Assessment of individual tumor buds using keratin immunohistochemistry: moderate interobserver agreement suggests a role for machine learning

J. Bokhorst, A. Blank, A. Lugli, I. Zlobec, H. Dawson, M. Vieth, L. Rijstenberg, S. Brockmoeller, M. Urbanowicz, J. Flejou, R. Kirsch, F. Ciompi, J. van der Laak and I. Nagtegaal

Modern Pathology 2019.

DOI PMID Cited by ~31

Tumor budding is a promising and cost-effective biomarker with strong prognostic value in colorectal cancer. However, challenges related to interobserver variability persist. Such variability may be reduced by immunohistochemistry and computer-aided tumor bud selection. Development of computer algorithms for this purpose requires unequivocal examples of individual tumor buds. As such, we undertook a large-scale, international, and digital observer study on individual tumor bud assessment.
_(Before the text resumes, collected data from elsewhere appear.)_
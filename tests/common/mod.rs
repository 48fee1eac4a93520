//! Shared fixtures for the integration tests.

#![allow(dead_code)]

use std::collections::HashMap;
use std::sync::atomic::{AtomicUsize, Ordering};
use std::sync::{Arc, Mutex};

use async_trait::async_trait;
use chrono::{TimeZone, Utc};
use tokio::sync::{Notify, Semaphore};

use dissonance::{
    Analyzer, AnalyzerError, CandidateConflict, Document, FixedClock, InMemorySnapshotStore, SequentialIds,
    Severity, SnapshotPort, Workspace,
};

/// What the scripted analyzer answers for one pair.
#[derive(Debug, Clone)]
pub enum Script {
    /// One candidate per severity.
    Conflicts(Vec<Severity>),
    /// The call fails.
    Fail,
    /// A candidate that names a document outside the pair.
    Malformed,
}

fn key(a: &str, b: &str) -> (String, String) {
    if a <= b {
        (a.to_string(), b.to_string())
    } else {
        (b.to_string(), a.to_string())
    }
}

/// Analyzer answering from a per-pair script. Unscripted pairs have no
/// conflicts.
#[derive(Default)]
pub struct ScriptedAnalyzer {
    scripts: Mutex<HashMap<(String, String), Script>>,
    calls: Mutex<Vec<(String, String)>>,
}

impl ScriptedAnalyzer {
    pub fn new() -> Arc<Self> {
        Arc::new(Self::default())
    }

    pub fn set(&self, a: &str, b: &str, script: Script) {
        self.scripts.lock().unwrap().insert(key(a, b), script);
    }

    /// Every call so far, as `(first, second)` in call order.
    pub fn calls(&self) -> Vec<(String, String)> {
        self.calls.lock().unwrap().clone()
    }

    pub fn clear_calls(&self) {
        self.calls.lock().unwrap().clear();
    }
}

#[async_trait]
impl Analyzer for ScriptedAnalyzer {
    async fn analyze(&self, first: &Document, second: &Document) -> Result<Vec<CandidateConflict>, AnalyzerError> {
        self.calls
            .lock()
            .unwrap()
            .push((first.id.to_string(), second.id.to_string()));

        let script = self
            .scripts
            .lock()
            .unwrap()
            .get(&key(first.id.as_str(), second.id.as_str()))
            .cloned()
            .unwrap_or(Script::Conflicts(Vec::new()));

        match script {
            Script::Conflicts(severities) => Ok(severities
                .into_iter()
                .enumerate()
                .map(|(n, severity)| CandidateConflict {
                    document_ids: [first.id.clone(), second.id.clone()],
                    document_titles: [first.title.clone(), second.title.clone()],
                    excerpts: [first.content.clone(), second.content.clone()],
                    explanation: format!("{} contradicts {} (#{n})", first.title, second.title),
                    severity,
                })
                .collect()),
            Script::Fail => Err(AnalyzerError::CallFailed {
                pair: format!("{}<->{}", first.id, second.id),
                message: "scripted failure".to_string(),
            }),
            Script::Malformed => Ok(vec![CandidateConflict {
                document_ids: [first.id.clone(), "ghost".into()],
                document_titles: [first.title.clone(), "Ghost".to_string()],
                excerpts: [String::new(), String::new()],
                explanation: "points elsewhere".to_string(),
                severity: Severity::Low,
            }]),
        }
    }
}

/// Analyzer that parks every call until released.
pub struct GatedAnalyzer {
    pub entered: Arc<Notify>,
    pub release: Arc<Notify>,
}

impl GatedAnalyzer {
    pub fn new() -> Arc<Self> {
        Arc::new(Self {
            entered: Arc::new(Notify::new()),
            release: Arc::new(Notify::new()),
        })
    }
}

#[async_trait]
impl Analyzer for GatedAnalyzer {
    async fn analyze(&self, _first: &Document, _second: &Document) -> Result<Vec<CandidateConflict>, AnalyzerError> {
        self.entered.notify_one();
        self.release.notified().await;
        Ok(Vec::new())
    }
}

/// Analyzer that counts calls as they arrive and parks each one until
/// `open` is called. Every pair yields one conflict.
pub struct CountingGate {
    expected: usize,
    entered: AtomicUsize,
    pub all_entered: Notify,
    permits: Semaphore,
}

impl CountingGate {
    pub fn new(expected: usize) -> Arc<Self> {
        Arc::new(Self {
            expected,
            entered: AtomicUsize::new(0),
            all_entered: Notify::new(),
            permits: Semaphore::new(0),
        })
    }

    pub fn entered(&self) -> usize {
        self.entered.load(Ordering::SeqCst)
    }

    pub fn open(&self) {
        self.permits.add_permits(self.expected);
    }
}

#[async_trait]
impl Analyzer for CountingGate {
    async fn analyze(&self, first: &Document, second: &Document) -> Result<Vec<CandidateConflict>, AnalyzerError> {
        if self.entered.fetch_add(1, Ordering::SeqCst) + 1 == self.expected {
            self.all_entered.notify_one();
        }
        let _permit = self.permits.acquire().await.map_err(|e| AnalyzerError::CallFailed {
            pair: format!("{}<->{}", first.id, second.id),
            message: e.to_string(),
        })?;
        Ok(vec![CandidateConflict {
            document_ids: [first.id.clone(), second.id.clone()],
            document_titles: [first.title.clone(), second.title.clone()],
            excerpts: [first.content.clone(), second.content.clone()],
            explanation: format!("{} contradicts {}", first.title, second.title),
            severity: Severity::Medium,
        }])
    }
}

pub fn doc(id: &str) -> Document {
    Document::new(id, id.to_uppercase(), format!("content of {id}"))
}

pub fn docs(ids: &[&str]) -> Vec<Document> {
    ids.iter().map(|id| doc(id)).collect()
}

pub fn open_with(analyzer: Arc<dyn Analyzer>, port: Arc<dyn SnapshotPort>) -> Workspace {
    Workspace::builder(analyzer)
        .snapshot_port(port)
        .ids(Arc::new(SequentialIds::new("id")))
        .clock(Arc::new(FixedClock::new(
            Utc.with_ymd_and_hms(2024, 6, 1, 8, 30, 0).unwrap(),
        )))
        .open()
        .unwrap()
}

pub fn open(analyzer: Arc<dyn Analyzer>) -> Workspace {
    open_with(analyzer, Arc::new(InMemorySnapshotStore::new()))
}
From a pool of 46 colorectal cancer cases with tumor budding, 3000 tumor bud candidates were selected, largely based on digital image analysis algorithms. For each candidate bud, an image patch (size 256 x 256 um) was extracted from a pan cytokeratin-stained whole-slide image. Members of an International Tumor Budding Consortium (n = 7) were asked to categorize each candidate as either (1) tumor bud, (2) poorly differentiated cluster, or (3) neither, based on current definitions. Agreement was assessed with Cohen's and Fleiss Kappa statistics. Fleiss Kappa showed moderate overall agreement between observers (0.42 and 0.51), while Cohen's Kappas ranged from 0.25 to 0.63. Complete agreement by all seven observers was present for only 34% of the 3000 tumor bud candidates, while 59% of the candidates were agreed on by at least five of the seven observers. Despite reports of moderate-to-substantial agreement with respect to tumor budding grade, agreement with respect to individual pan cytokeratin-stained tumor buds is moderate at most. A machine learning approach may prove especially useful for a more robust assessment of individual tumor buds.